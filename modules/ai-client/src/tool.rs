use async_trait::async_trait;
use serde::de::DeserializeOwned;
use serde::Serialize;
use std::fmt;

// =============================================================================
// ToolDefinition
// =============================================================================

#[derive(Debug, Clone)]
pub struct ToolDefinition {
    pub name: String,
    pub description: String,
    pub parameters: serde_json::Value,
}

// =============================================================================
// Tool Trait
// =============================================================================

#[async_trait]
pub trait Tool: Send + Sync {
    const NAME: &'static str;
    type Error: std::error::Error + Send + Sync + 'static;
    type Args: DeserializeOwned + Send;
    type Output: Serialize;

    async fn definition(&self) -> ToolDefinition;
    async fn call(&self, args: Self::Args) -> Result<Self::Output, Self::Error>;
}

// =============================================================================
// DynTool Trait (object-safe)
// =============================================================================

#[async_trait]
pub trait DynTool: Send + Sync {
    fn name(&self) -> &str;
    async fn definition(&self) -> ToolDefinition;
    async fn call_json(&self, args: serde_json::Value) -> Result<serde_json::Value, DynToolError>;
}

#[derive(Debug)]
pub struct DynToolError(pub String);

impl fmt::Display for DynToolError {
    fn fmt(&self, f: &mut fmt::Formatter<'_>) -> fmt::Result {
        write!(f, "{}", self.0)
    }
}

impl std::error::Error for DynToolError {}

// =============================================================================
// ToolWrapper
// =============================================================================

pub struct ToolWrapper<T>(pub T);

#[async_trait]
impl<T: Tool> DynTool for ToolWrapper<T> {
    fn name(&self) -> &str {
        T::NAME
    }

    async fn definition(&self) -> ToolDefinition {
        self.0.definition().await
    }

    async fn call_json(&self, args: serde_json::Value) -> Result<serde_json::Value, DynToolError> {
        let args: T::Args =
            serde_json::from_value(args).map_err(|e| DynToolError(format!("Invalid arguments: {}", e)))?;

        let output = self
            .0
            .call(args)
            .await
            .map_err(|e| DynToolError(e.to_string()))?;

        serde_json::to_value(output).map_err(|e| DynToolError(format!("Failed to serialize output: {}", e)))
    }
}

_ _ _

> _Task instructions_
If a line falls between the first line of the data above and the line holding "impl fmt::Display for", inclusive, retype it exactly; retype no other line.

> _Exercise solution_
filename modules/ai-client/src/tool.rs
use async_trait::async_trait;
use serde::de::DeserializeOwned;
use serde::Serialize;
use std::fmt;

// =============================================================================
// ToolDefinition
// =============================================================================

#[derive(Debug, Clone)]
pub struct ToolDefinition {
    pub name: String,
    pub description: String,
    pub parameters: serde_json::Value,
}

// =============================================================================
// Tool Trait
// =============================================================================

#[async_trait]
pub trait Tool: Send + Sync {
    const NAME: &'static str;
    type Error: std::error::Error + Send + Sync + 'static;
    type Args: DeserializeOwned + Send;
    type Output: Serialize;

    async fn definition(&self) -> ToolDefinition;
    async fn call(&self, args: Self::Args) -> Result<Self::Output, Self::Error>;
}

// =============================================================================
// DynTool Trait (object-safe)
// =============================================================================

#[async_trait]
pub trait DynTool: Send + Sync {
    fn name(&self) -> &str;
    async fn definition(&self) -> ToolDefinition;
    async fn call_json(&self, args: serde_json::Value) -> Result<serde_json::Value, DynToolError>;
}

#[derive(Debug)]
pub struct DynToolError(pub String);

impl fmt::Display for DynToolError {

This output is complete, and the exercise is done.